2014 marks the 50th anniversary of the first U.S. Surgeon General's Report on Tobacco and Health.
The American Cancer Society Cancer Action Network points to remarkable progress in the fight against tobacco and the lives saved from cancer as a result.
Since the report was released in 1964, the percentage of Americans that smoke has been cut by more than half, down from 40 percent to less than 20 percent.
However, with 43 million Americans still smoking, it is the largest preventable cause of premature death in America.

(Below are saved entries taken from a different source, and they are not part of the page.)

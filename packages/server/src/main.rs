use std::sync::Arc;
use std::time::Duration;

use anyhow::Context;
use common::storage::S3ObjectStore;
use tracing::info;

use server::config::AppConfig;
use server::database::init_db;
use server::identity::GoTrueIdentity;
use server::services::reconcile::{SweeperConfig, run_pending_sweeper};
use server::state::AppState;

#[tokio::main]
async fn main() -> anyhow::Result<()> {
    tracing_subscriber::fmt().with_target(false).init();

    let config = AppConfig::load().context("Failed to load config")?;

    let db = init_db(&config.database.url)
        .await
        .context("Failed to initialize database")?;
    info!("Database ready");

    let object_store = Arc::new(
        S3ObjectStore::new(&config.storage.s3_settings())
            .context("Failed to configure object storage")?,
    );
    let identity = Arc::new(
        GoTrueIdentity::new(&config.auth.identity_url, &config.auth.identity_public_key)
            .context("Failed to configure identity client")?,
    );

    let sweeper = tokio::spawn(run_pending_sweeper(
        db.clone(),
        object_store.clone(),
        SweeperConfig {
            interval: Duration::from_secs(config.upload.sweep_interval_secs.max(1)),
            max_pending_age: config.pending_max_age(),
        },
    ));

    let addr = format!("{}:{}", config.server.host, config.server.port);
    let state = AppState {
        db,
        config,
        object_store,
        identity,
    };
    let app = server::build_router(state);

    let listener = tokio::net::TcpListener::bind(&addr)
        .await
        .with_context(|| format!("Failed to bind {addr}"))?;
    info!("Server running at http://{}", addr);

    axum::serve(listener, app)
        .with_graceful_shutdown(shutdown_signal())
        .await?;

    sweeper.abort();
    info!("Server stopped");
    Ok(())
}

async fn shutdown_signal() {
    if let Err(e) = tokio::signal::ctrl_c().await {
        tracing::error!(error = %e, "Failed to listen for shutdown signal");
        std::future::pending::<()>().await;
    }
    info!("Shutdown signal received");
}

"The Surgeon General's report brought about a sea change in the way people think about tobacco 50 years ago and forever changed the course of public health," said John R. Seffrin, Ph.D., chief executive officer of the Society and ACS CAN, in a statement. "Before the release of the report, nearly half of American adults smoked, and less than half of the American population believed that smoking was in any way linked to cancer. Surgeon General Luther Terry's findings were the impetus the country needed to intensify public education efforts about the dangers of smoking and pass proven tobacco control policies that have dramatically reduced the smoking rate and saved millions of lives. The American Cancer Society and ACS CAN have played a central role in the nationwide decrease in smoking," Seffrin said. "In fact, less smoking may be the biggest reason that death rates from cancer have declined since the early 90s, saving 300 more lives per day. But with tobacco still the primary cause of lung cancer, the No. 1 cause of cancer death, we have more work to do to prevent many more thousands of needless deaths every year."